The war on Iran: from the ceasefire to the off-ramp?

The ceasefire in the US-Israeli war on Iran brings cautious relief. The bombing, the missiles, the destruction and the killing can stop, which is unreservedly good. But ceasefires are tricky things. They reflect the dynamics of war as much as peace and the threats each side holds over the other persist. Israel and the USA can unleash physically destructive forces Iran cannot match. Iran can unleash economically destructive forces to which the USA has no viable response except more destruction.
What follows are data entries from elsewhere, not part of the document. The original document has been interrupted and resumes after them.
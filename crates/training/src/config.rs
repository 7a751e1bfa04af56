//! Command-line configuration and its startup validation.

use crate::surgery::CascadePolicy;
use clap::Parser;
use models::{Encoder, ModelParams, Task, WrapMode};
use serde::Serialize;
use std::path::PathBuf;
use stereo_dataset::{AugmentConfig, Dataset, Mode, SemanticMask, TargetSize, DEFAULT_MIN_AFTER_DEQUEUE};
use thiserror::Error;

#[derive(Debug, Error, PartialEq, Eq)]
pub enum ConfigError {
    #[error("{0} must be positive")]
    Zero(&'static str),
    #[error("batch size {batch_size} is not divisible by num_gpus {num_gpus}")]
    UnevenShards { batch_size: usize, num_gpus: usize },
    #[error("test mode only supports the kitti dataset (got {0})")]
    TestDataset(Dataset),
    #[error("--retrain needs --checkpoint-path")]
    RetrainWithoutCheckpoint,
}

#[derive(Parser, Debug, Clone, Serialize)]
#[command(
    name = "semdepth",
    about = "Train or test the semantic-depth stereo network"
)]
pub struct RunArgs {
    /// Category filter for the semantic ground truth.
    #[arg(long)]
    pub sem_mask: SemanticMask,
    #[arg(long, default_value_t = Mode::Train)]
    pub mode: Mode,
    #[arg(long, default_value_t = Task::SemanticDepth)]
    pub task: Task,
    /// Run name; checkpoints and summaries go to <log-directory>/<model-name>.
    #[arg(long)]
    pub model_name: String,
    #[arg(long, default_value_t = Encoder::Resnet50)]
    pub encoder: Encoder,
    #[arg(long, default_value_t = Dataset::Cityscapes)]
    pub dataset: Dataset,
    /// Dataset root the file list is relative to.
    #[arg(long)]
    pub data_path: PathBuf,
    /// Whitespace-separated file list, one sample per line.
    #[arg(long)]
    pub filenames_file: PathBuf,
    #[arg(long, default_value_t = 256)]
    pub input_height: u32,
    #[arg(long, default_value_t = 512)]
    pub input_width: u32,
    #[arg(long, default_value_t = 2)]
    pub batch_size: usize,
    #[arg(long, default_value_t = 50)]
    pub num_epochs: usize,
    #[arg(long, default_value_t = 1e-4)]
    pub learning_rate: f64,
    /// Left-right consistency weight.
    #[arg(long, default_value_t = 1.0)]
    pub lr_loss_weight: f32,
    /// Weight between the structural and L1 terms of the image loss.
    #[arg(long, default_value_t = 0.85)]
    pub alpha_image_loss: f32,
    /// Disparity smoothness weight.
    #[arg(long, default_value_t = 0.1)]
    pub disp_gradient_loss_weight: f32,
    /// Feed both views to the network.
    #[arg(long)]
    pub do_stereo: bool,
    #[arg(long, default_value_t = WrapMode::Border)]
    pub wrap_mode: WrapMode,
    #[arg(long)]
    pub use_deconv: bool,
    /// Towers per step; each gets batch_size / num_gpus samples.
    #[arg(long, default_value_t = 1)]
    pub num_gpus: usize,
    /// Data loading workers.
    #[arg(long, default_value_t = 8)]
    pub num_threads: usize,
    /// Test output directory; defaults to the restored checkpoint's directory.
    #[arg(long)]
    pub output_directory: Option<PathBuf>,
    #[arg(long, default_value = "./logs/")]
    pub log_directory: PathBuf,
    #[arg(long)]
    pub checkpoint_path: Option<PathBuf>,
    /// Restart the step counter at zero after restoring.
    #[arg(long)]
    pub retrain: bool,
    /// Record per-variable weight norms in the summaries as well.
    #[arg(long)]
    pub full_summary: bool,
    /// Strict file order instead of shuffle-buffer draws.
    #[arg(long)]
    pub no_shuffle: bool,
    /// Which variables keep training after a restore.
    #[arg(long, default_value_t = CascadePolicy::FineTuneAll)]
    pub cascade_policy: CascadePolicy,
    #[arg(long, default_value_t = DEFAULT_MIN_AFTER_DEQUEUE)]
    pub min_after_dequeue: usize,
    /// Seeds weight init, augmentation, and shuffle draws.
    #[arg(long)]
    pub seed: Option<u64>,
    #[arg(long)]
    pub no_flip: bool,
    /// Disable the gamma/brightness/colour shift.
    #[arg(long)]
    pub no_augment: bool,
}

impl RunArgs {
    /// Cross-field checks; runs before any file is touched.
    pub fn validate(&self) -> Result<(), ConfigError> {
        let counts = [
            ("batch_size", self.batch_size),
            ("num_epochs", self.num_epochs),
            ("num_gpus", self.num_gpus),
            ("num_threads", self.num_threads),
            ("input_height", self.input_height as usize),
            ("input_width", self.input_width as usize),
        ];
        if let Some((name, _)) = counts.iter().find(|(_, v)| *v == 0) {
            return Err(ConfigError::Zero(*name));
        }
        if self.batch_size % self.num_gpus != 0 {
            return Err(ConfigError::UnevenShards {
                batch_size: self.batch_size,
                num_gpus: self.num_gpus,
            });
        }
        if self.mode == Mode::Test && self.dataset != Dataset::Kitti {
            return Err(ConfigError::TestDataset(self.dataset));
        }
        if self.retrain && self.checkpoint_path.is_none() {
            return Err(ConfigError::RetrainWithoutCheckpoint);
        }
        Ok(())
    }

    pub fn model_params(&self) -> ModelParams {
        ModelParams {
            encoder: self.encoder,
            height: self.input_height as usize,
            width: self.input_width as usize,
            batch_size: self.batch_size,
            num_threads: self.num_threads,
            num_epochs: self.num_epochs,
            do_stereo: self.do_stereo,
            wrap_mode: self.wrap_mode,
            use_deconv: self.use_deconv,
            alpha_image_loss: self.alpha_image_loss,
            disp_gradient_loss_weight: self.disp_gradient_loss_weight,
            lr_loss_weight: self.lr_loss_weight,
            task: self.task,
            full_summary: self.full_summary,
        }
    }

    pub fn target(&self) -> TargetSize {
        TargetSize::new(self.input_height, self.input_width)
    }

    pub fn augment(&self) -> AugmentConfig {
        AugmentConfig {
            flip: !self.no_flip,
            photometric: !self.no_augment,
        }
    }

    /// `<log_directory>/<model_name>`.
    pub fn run_dir(&self) -> PathBuf {
        self.log_directory.join(&self.model_name)
    }
}

#[cfg(test)]
mod tests {
    use super::*;

    fn parse(extra: &[&str]) -> RunArgs {
        parse_with_mask("none", extra)
    }

    fn parse_with_mask(sem_mask: &str, extra: &[&str]) -> RunArgs {
        let mut argv = vec![
            "semdepth",
            "--sem-mask",
            sem_mask,
            "--model-name",
            "run",
            "--data-path",
            "/data",
            "--filenames-file",
            "files.txt",
        ];
        argv.extend_from_slice(extra);
        RunArgs::try_parse_from(argv).unwrap()
    }

    #[test]
    fn defaults_match_the_reference_run() {
        let args = parse(&[]);
        assert_eq!(args.mode, Mode::Train);
        assert_eq!(args.task, Task::SemanticDepth);
        assert_eq!(args.encoder, Encoder::Resnet50);
        assert_eq!(args.dataset, Dataset::Cityscapes);
        assert_eq!(args.wrap_mode, WrapMode::Border);
        assert_eq!((args.input_height, args.input_width, args.batch_size), (256, 512, 2));
        assert_eq!(args.min_after_dequeue, 2048);
        assert_eq!(args.run_dir(), PathBuf::from("./logs/run"));
        assert!(args.validate().is_ok());
    }

    #[test]
    fn enum_values_use_lowercase_names() {
        let args = parse_with_mask("only_vehicle", &["--task", "depth", "--wrap-mode", "edge"]);
        assert_eq!(args.sem_mask, SemanticMask::OnlyVehicle);
        assert_eq!(args.task, Task::Depth);
        assert_eq!(args.wrap_mode, WrapMode::Edge);

        let argv = ["semdepth", "--sem-mask", "cars", "--model-name", "r", "--data-path", "d", "--filenames-file", "f"];
        assert!(RunArgs::try_parse_from(argv).is_err());
    }

    #[test]
    fn cross_field_checks() {
        assert_eq!(
            parse(&["--batch-size", "6", "--num-gpus", "4"]).validate(),
            Err(ConfigError::UnevenShards {
                batch_size: 6,
                num_gpus: 4
            })
        );
        assert_eq!(
            parse(&["--mode", "test"]).validate(),
            Err(ConfigError::TestDataset(Dataset::Cityscapes))
        );
        assert!(parse(&["--mode", "test", "--dataset", "kitti"]).validate().is_ok());
        assert_eq!(
            parse(&["--retrain"]).validate(),
            Err(ConfigError::RetrainWithoutCheckpoint)
        );
        assert_eq!(
            parse(&["--num-threads", "0"]).validate(),
            Err(ConfigError::Zero("num_threads"))
        );
    }
}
That Iran’s strategy is viable is clear every time Trump blinks when the oil price jumps or the stock market slumps. And that strategy has given Iran the strategic initiative, which Trump’s threat to erase Iranian civilisation does not take away. 

Big blustery threats and swear words from Trump aside, what can we see unfolding amid the thick fog of this war? This is the second in a series of blog posts sketching out a few pointers I see to what is happening today and what may happen tomorrow and the day after. 
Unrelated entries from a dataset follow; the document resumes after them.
//! Test pass: per-sample inference, disparity post-processing, `.npy` outputs.

use crate::checkpoint::{self, CheckpointError};
use crate::config::RunArgs;
use crate::postprocess::post_process_disparity;
use crate::trainer::restore_weights;
use crate::TrainBackend;
use anyhow::{anyhow, bail, Context};
use burn::tensor::backend::Backend;
use models::{ModelInputs, PointwiseStereoModel, StereoModel};
use ndarray::Array3;
use ndarray_npy::write_npy;
use std::fs;
use std::path::PathBuf;
use stereo_dataset::{read_file_list, DataLayout, Mode, SampleLoader, TestLoader};
use tracing::{debug, info, warn};

pub const DISPARITIES_FILE: &str = "disparities.npy";
pub const DISPARITIES_PP_FILE: &str = "disparities_pp.npy";
pub const SEMANTICS_FILE: &str = "semantics.npy";

#[derive(Debug, Clone)]
pub struct TestReport {
    pub num_samples: usize,
    pub checkpoint: PathBuf,
    pub written: Vec<PathBuf>,
}

/// Index of the largest logit per pixel; ties go to the lowest class.
pub fn argmax_classes(logits: &[f32], classes: usize) -> Vec<f32> {
    logits
        .chunks(classes)
        .map(|px| {
            let mut best = 0;
            for (c, v) in px.iter().enumerate() {
                if *v > px[best] {
                    best = c;
                }
            }
            best as f32
        })
        .collect()
}

fn host(t: burn::tensor::Tensor<TrainBackend, 3>) -> anyhow::Result<Vec<f32>> {
    t.into_data()
        .to_vec::<f32>()
        .map_err(|e| anyhow!("tensor readback failed: {e:?}"))
}

pub fn run_test(args: &RunArgs) -> anyhow::Result<TestReport> {
    args.validate()?;
    let min_fields = if args.do_stereo { 2 } else { 1 };
    let entries = read_file_list(&args.filenames_file, min_fields)?;
    let num_samples = entries.len();

    let run_dir = args.run_dir();
    let restore_path = match &args.checkpoint_path {
        Some(path) => path.clone(),
        None => checkpoint::latest(&run_dir)?.ok_or(CheckpointError::NotFound(run_dir.clone()))?,
    };

    let device = <TrainBackend as Backend>::Device::default();
    let model = PointwiseStereoModel::new(args.model_params(), Mode::Test, args.task);
    let restored = restore_weights(&model, args, Some(&restore_path), &device)?;
    if restored.plan.restore.len() < model.variables().len() {
        warn!(
            restored = restored.plan.restore.len(),
            total = model.variables().len(),
            "checkpoint does not cover every variable; the rest keep their fresh initialization"
        );
    }
    let weights = restored.weights;

    let loader = SampleLoader {
        layout: DataLayout::new(&args.data_path, args.dataset),
        target: args.target(),
        sem_mask: args.sem_mask,
        mode: Mode::Test,
        do_stereo: args.do_stereo,
        augment: args.augment(),
    };
    let mut test_loader = TestLoader::new(entries, loader);

    let (h, w) = (args.input_height as usize, args.input_width as usize);
    let plane = h * w;
    let task = args.task;
    let mut disparities = vec![0.0f32; num_samples * plane];
    let mut disparities_pp = vec![0.0f32; num_samples * plane];
    let mut semantics = vec![0.0f32; num_samples * plane];

    info!("now testing {} files", num_samples);
    for step in 0..num_samples {
        debug!(step, "test step");
        let batch = test_loader
            .next_batch()?
            .ok_or_else(|| anyhow!("test loader ran out at sample {step}"))?;
        let inputs = ModelInputs::from(batch.to_tensors::<TrainBackend>(&device));
        let outputs = model.forward(&weights, &inputs, 0)?;
        let out = step * plane..(step + 1) * plane;

        if task.has_depth() {
            let disp = outputs
                .disp_left_est
                .ok_or_else(|| anyhow!("model produced no disparity"))?;
            let disp = host(disp)?;
            if disp.len() != 2 * plane {
                bail!("disparity output has {} values, expected 2x{h}x{w}", disp.len());
            }
            let (d0, d1) = disp.split_at(plane);
            disparities[out.clone()].copy_from_slice(d0);
            disparities_pp[out.clone()].copy_from_slice(&post_process_disparity(d0, d1, h, w)?);
        }
        if task.has_semantic() {
            let sem = outputs
                .sem_est
                .ok_or_else(|| anyhow!("model produced no semantic logits"))?;
            let classes = sem.dims()[3];
            let logits = sem
                .into_data()
                .to_vec::<f32>()
                .map_err(|e| anyhow!("tensor readback failed: {e:?}"))?;
            let labels = argmax_classes(&logits[..plane * classes], classes);
            semantics[out].copy_from_slice(&labels);
        }
    }
    info!("done.");

    let output_directory = match &args.output_directory {
        Some(dir) => dir.clone(),
        None => restore_path
            .parent()
            .map(PathBuf::from)
            .unwrap_or_else(|| PathBuf::from(".")),
    };
    fs::create_dir_all(&output_directory)
        .with_context(|| format!("failed to create {}", output_directory.display()))?;

    info!(dir = %output_directory.display(), "writing results.");
    let mut written = Vec::new();
    let mut save = |name: &str, data: Vec<f32>| -> anyhow::Result<()> {
        let path = output_directory.join(name);
        let array = Array3::from_shape_vec((num_samples, h, w), data)?;
        write_npy(&path, &array).with_context(|| format!("failed to write {}", path.display()))?;
        written.push(path);
        Ok(())
    };
    if task.has_depth() {
        save(DISPARITIES_FILE, disparities)?;
        save(DISPARITIES_PP_FILE, disparities_pp)?;
    }
    if task.has_semantic() {
        save(SEMANTICS_FILE, semantics)?;
    }
    info!("done.");

    Ok(TestReport {
        num_samples,
        checkpoint: restore_path,
        written,
    })
}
Ceasefire and no regime change

The ceasefire confirms what was already obvious, that regime change is off the table as a strategic military objective. Leaving aside nonsensical statements by Trump and Hegseth, there has been no regime change in Iran. A change in leadership, yes, and potentially a change in some aspects of its behaviour, but it’s the same regime with which the USA is now negotiating.

My impression is that Netanyahu and the government of Israel understand that, which is why Netanyahu took a few hours to endorse the 2-week break in the fighting and insisted the deal does not apply to Lebanon. With this he rejected what Prime Minister Shebaz Sharif of Pakistan, who led the mediation effort, confirmed was part of the deal

There is still, of course, every possibility that the ceasefire will be breached or lead nowhere. Its brightest prospects appear to rest on the ability of the four mediating powers (Egypt, Saudi Arabia and Türkiye as well as Pakistan) to paint it as the off-ramp, down which Trump can drive, hooting his horn for a success that few others will recognise.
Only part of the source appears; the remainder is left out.